[What is required] Your answer must be the full set of records, repeated exactly.
+++ Information given +++
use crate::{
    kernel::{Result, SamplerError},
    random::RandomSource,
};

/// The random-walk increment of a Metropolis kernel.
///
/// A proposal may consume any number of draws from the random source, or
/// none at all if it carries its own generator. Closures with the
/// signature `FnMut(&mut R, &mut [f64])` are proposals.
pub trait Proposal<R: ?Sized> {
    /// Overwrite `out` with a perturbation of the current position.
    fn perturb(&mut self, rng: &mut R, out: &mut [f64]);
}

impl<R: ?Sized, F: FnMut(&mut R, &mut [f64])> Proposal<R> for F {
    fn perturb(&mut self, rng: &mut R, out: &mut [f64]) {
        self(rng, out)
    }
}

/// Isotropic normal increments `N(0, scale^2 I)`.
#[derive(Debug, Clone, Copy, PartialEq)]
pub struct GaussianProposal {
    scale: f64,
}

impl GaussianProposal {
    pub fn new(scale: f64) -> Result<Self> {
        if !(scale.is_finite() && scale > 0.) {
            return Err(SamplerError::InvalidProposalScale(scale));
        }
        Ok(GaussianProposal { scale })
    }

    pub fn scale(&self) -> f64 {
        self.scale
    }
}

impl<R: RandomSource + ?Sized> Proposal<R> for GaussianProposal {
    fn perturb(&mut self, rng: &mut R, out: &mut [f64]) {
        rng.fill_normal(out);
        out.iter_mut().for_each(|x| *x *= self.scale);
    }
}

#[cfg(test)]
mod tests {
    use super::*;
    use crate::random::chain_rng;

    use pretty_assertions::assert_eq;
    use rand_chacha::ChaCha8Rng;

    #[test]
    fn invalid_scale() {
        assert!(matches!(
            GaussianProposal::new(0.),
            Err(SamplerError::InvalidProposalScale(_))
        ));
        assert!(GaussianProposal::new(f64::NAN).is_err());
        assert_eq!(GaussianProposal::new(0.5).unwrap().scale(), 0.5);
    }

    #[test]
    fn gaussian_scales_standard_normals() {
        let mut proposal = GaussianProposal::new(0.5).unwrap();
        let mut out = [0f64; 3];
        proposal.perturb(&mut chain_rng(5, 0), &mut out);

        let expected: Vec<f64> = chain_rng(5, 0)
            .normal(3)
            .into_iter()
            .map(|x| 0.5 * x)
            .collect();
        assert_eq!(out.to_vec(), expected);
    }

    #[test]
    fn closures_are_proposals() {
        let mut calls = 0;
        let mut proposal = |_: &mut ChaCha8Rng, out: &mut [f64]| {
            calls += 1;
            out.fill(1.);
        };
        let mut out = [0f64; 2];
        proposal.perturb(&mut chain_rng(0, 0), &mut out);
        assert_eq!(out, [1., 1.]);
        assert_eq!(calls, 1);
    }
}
+++
[Response to this task]
use crate::{
    kernel::{Result, SamplerError},
    random::RandomSource,
};

/// The random-walk increment of a Metropolis kernel.
///
/// A proposal may consume any number of draws from the random source, or
/// none at all if it carries its own generator. Closures with the
/// signature `FnMut(&mut R, &mut [f64])` are proposals.
pub trait Proposal<R: ?Sized> {
    /// Overwrite `out` with a perturbation of the current position.
    fn perturb(&mut self, rng: &mut R, out: &mut [f64]);
}

impl<R: ?Sized, F: FnMut(&mut R, &mut [f64])> Proposal<R> for F {
    fn perturb(&mut self, rng: &mut R, out: &mut [f64]) {
        self(rng, out)
    }
}

/// Isotropic normal increments `N(0, scale^2 I)`.
#[derive(Debug, Clone, Copy, PartialEq)]
pub struct GaussianProposal {
    scale: f64,
}

impl GaussianProposal {
    pub fn new(scale: f64) -> Result<Self> {
        if !(scale.is_finite() && scale > 0.) {
            return Err(SamplerError::InvalidProposalScale(scale));
        }
        Ok(GaussianProposal { scale })
    }

    pub fn scale(&self) -> f64 {
        self.scale
    }
}

impl<R: RandomSource + ?Sized> Proposal<R> for GaussianProposal {
    fn perturb(&mut self, rng: &mut R, out: &mut [f64]) {
        rng.fill_normal(out);
        out.iter_mut().for_each(|x| *x *= self.scale);
    }
}

#[cfg(test)]
mod tests {
    use super::*;
    use crate::random::chain_rng;

    use pretty_assertions::assert_eq;
    use rand_chacha::ChaCha8Rng;

    #[test]
    fn invalid_scale() {
        assert!(matches!(
            GaussianProposal::new(0.),
            Err(SamplerError::InvalidProposalScale(_))
        ));
        assert!(GaussianProposal::new(f64::NAN).is_err());
        assert_eq!(GaussianProposal::new(0.5).unwrap().scale(), 0.5);
    }

    #[test]
    fn gaussian_scales_standard_normals() {
        let mut proposal = GaussianProposal::new(0.5).unwrap();
        let mut out = [0f64; 3];
        proposal.perturb(&mut chain_rng(5, 0), &mut out);

        let expected: Vec<f64> = chain_rng(5, 0)
            .normal(3)
            .into_iter()
            .map(|x| 0.5 * x)
            .collect();
        assert_eq!(out.to_vec(), expected);
    }

    #[test]
    fn closures_are_proposals() {
        let mut calls = 0;
        let mut proposal = |_: &mut ChaCha8Rng, out: &mut [f64]| {
            calls += 1;
            out.fill(1.);
        };
        let mut out = [0f64; 2];
        proposal.perturb(&mut chain_rng(0, 0), &mut out);
        assert_eq!(out, [1., 1.]);
        assert_eq!(calls, 1);
    }
}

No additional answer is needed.